Begin at the line below that has "for apkx operations." and stop after the line that has "let value = row.display_value().unwrap_or_else(||". Please restate only those lines, word for word.

·····

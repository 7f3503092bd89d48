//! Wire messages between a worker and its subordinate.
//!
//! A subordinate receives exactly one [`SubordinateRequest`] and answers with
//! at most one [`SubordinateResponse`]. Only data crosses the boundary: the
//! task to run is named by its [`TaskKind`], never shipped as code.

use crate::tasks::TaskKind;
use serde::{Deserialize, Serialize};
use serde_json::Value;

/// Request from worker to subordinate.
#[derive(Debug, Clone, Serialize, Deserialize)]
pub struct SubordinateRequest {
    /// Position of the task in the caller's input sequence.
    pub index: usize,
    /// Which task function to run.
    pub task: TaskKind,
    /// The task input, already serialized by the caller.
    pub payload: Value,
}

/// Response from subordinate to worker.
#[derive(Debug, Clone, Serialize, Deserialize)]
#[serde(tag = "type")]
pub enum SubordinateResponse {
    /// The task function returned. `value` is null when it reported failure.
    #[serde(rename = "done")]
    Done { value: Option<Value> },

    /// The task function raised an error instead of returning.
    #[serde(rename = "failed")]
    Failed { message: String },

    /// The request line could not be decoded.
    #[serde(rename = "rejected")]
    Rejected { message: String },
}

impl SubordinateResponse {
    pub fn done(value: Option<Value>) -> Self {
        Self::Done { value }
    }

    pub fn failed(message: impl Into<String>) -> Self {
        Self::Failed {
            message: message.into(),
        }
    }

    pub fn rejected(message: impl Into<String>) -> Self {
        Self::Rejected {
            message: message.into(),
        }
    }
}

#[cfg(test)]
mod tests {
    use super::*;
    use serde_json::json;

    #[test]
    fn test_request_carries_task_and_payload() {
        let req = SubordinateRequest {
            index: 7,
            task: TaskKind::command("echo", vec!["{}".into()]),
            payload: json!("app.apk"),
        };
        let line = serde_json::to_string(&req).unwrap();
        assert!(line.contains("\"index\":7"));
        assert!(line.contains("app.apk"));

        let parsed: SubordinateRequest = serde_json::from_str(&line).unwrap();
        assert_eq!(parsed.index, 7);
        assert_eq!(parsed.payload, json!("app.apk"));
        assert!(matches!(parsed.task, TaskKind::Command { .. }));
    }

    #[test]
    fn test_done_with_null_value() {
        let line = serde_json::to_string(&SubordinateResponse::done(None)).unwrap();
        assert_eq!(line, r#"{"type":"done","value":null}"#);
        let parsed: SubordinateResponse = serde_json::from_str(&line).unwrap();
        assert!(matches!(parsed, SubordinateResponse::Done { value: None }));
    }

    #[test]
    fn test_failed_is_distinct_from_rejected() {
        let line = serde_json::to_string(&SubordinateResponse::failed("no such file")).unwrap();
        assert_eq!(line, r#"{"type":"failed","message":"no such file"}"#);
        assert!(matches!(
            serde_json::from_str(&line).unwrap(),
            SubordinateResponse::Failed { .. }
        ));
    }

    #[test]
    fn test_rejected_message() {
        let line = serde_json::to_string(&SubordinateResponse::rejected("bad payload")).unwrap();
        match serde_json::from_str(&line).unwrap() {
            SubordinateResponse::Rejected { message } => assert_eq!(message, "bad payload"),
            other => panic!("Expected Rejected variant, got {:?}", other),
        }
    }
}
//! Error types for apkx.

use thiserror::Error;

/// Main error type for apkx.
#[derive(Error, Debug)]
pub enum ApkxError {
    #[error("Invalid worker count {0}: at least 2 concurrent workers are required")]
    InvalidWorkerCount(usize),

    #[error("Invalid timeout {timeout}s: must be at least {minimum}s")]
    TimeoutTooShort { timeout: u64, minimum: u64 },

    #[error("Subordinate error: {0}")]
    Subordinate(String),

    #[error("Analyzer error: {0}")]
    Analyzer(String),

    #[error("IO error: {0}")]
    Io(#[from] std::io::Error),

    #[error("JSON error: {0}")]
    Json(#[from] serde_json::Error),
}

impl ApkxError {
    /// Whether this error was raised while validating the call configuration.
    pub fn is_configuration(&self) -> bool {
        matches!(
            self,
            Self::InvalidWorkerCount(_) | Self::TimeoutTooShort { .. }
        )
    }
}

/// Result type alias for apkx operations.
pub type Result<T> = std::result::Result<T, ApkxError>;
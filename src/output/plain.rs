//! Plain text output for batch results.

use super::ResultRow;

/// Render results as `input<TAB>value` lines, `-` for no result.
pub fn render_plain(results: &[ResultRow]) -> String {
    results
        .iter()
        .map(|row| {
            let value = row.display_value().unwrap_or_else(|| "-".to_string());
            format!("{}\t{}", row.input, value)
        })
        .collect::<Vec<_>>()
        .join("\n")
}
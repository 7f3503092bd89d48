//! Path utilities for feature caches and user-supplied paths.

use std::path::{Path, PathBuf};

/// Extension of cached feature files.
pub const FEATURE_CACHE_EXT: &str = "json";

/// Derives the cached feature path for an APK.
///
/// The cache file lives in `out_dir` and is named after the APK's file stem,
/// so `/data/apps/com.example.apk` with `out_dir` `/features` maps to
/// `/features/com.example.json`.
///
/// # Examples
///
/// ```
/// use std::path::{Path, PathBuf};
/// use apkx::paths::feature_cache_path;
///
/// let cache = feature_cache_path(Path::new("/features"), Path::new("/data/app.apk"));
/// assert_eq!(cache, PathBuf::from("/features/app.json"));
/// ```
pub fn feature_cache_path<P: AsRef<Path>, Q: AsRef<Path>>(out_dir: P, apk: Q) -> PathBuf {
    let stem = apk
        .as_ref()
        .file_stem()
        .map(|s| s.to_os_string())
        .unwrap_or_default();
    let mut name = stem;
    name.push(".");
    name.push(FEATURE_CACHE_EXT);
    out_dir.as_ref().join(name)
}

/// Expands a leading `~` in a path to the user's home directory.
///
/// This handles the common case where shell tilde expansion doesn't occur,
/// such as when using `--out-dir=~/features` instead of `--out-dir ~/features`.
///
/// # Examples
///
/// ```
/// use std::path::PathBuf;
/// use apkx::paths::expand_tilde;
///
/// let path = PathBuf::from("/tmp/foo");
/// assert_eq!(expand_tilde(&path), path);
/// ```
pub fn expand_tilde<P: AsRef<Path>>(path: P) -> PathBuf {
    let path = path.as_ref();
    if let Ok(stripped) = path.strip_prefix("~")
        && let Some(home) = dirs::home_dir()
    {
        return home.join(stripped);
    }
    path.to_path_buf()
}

·····

• _Solution to the problem_:
/// Result type alias for apkx operations.
pub type Result<T> = std::result::Result<T, ApkxError>;
filename src/output/plain.rs
//! Plain text output for batch results.

use super::ResultRow;

/// Render results as `input<TAB>value` lines, `-` for no result.
pub fn render_plain(results: &[ResultRow]) -> String {
    results
        .iter()
        .map(|row| {
            let value = row.display_value().unwrap_or_else(|| "-".to_string());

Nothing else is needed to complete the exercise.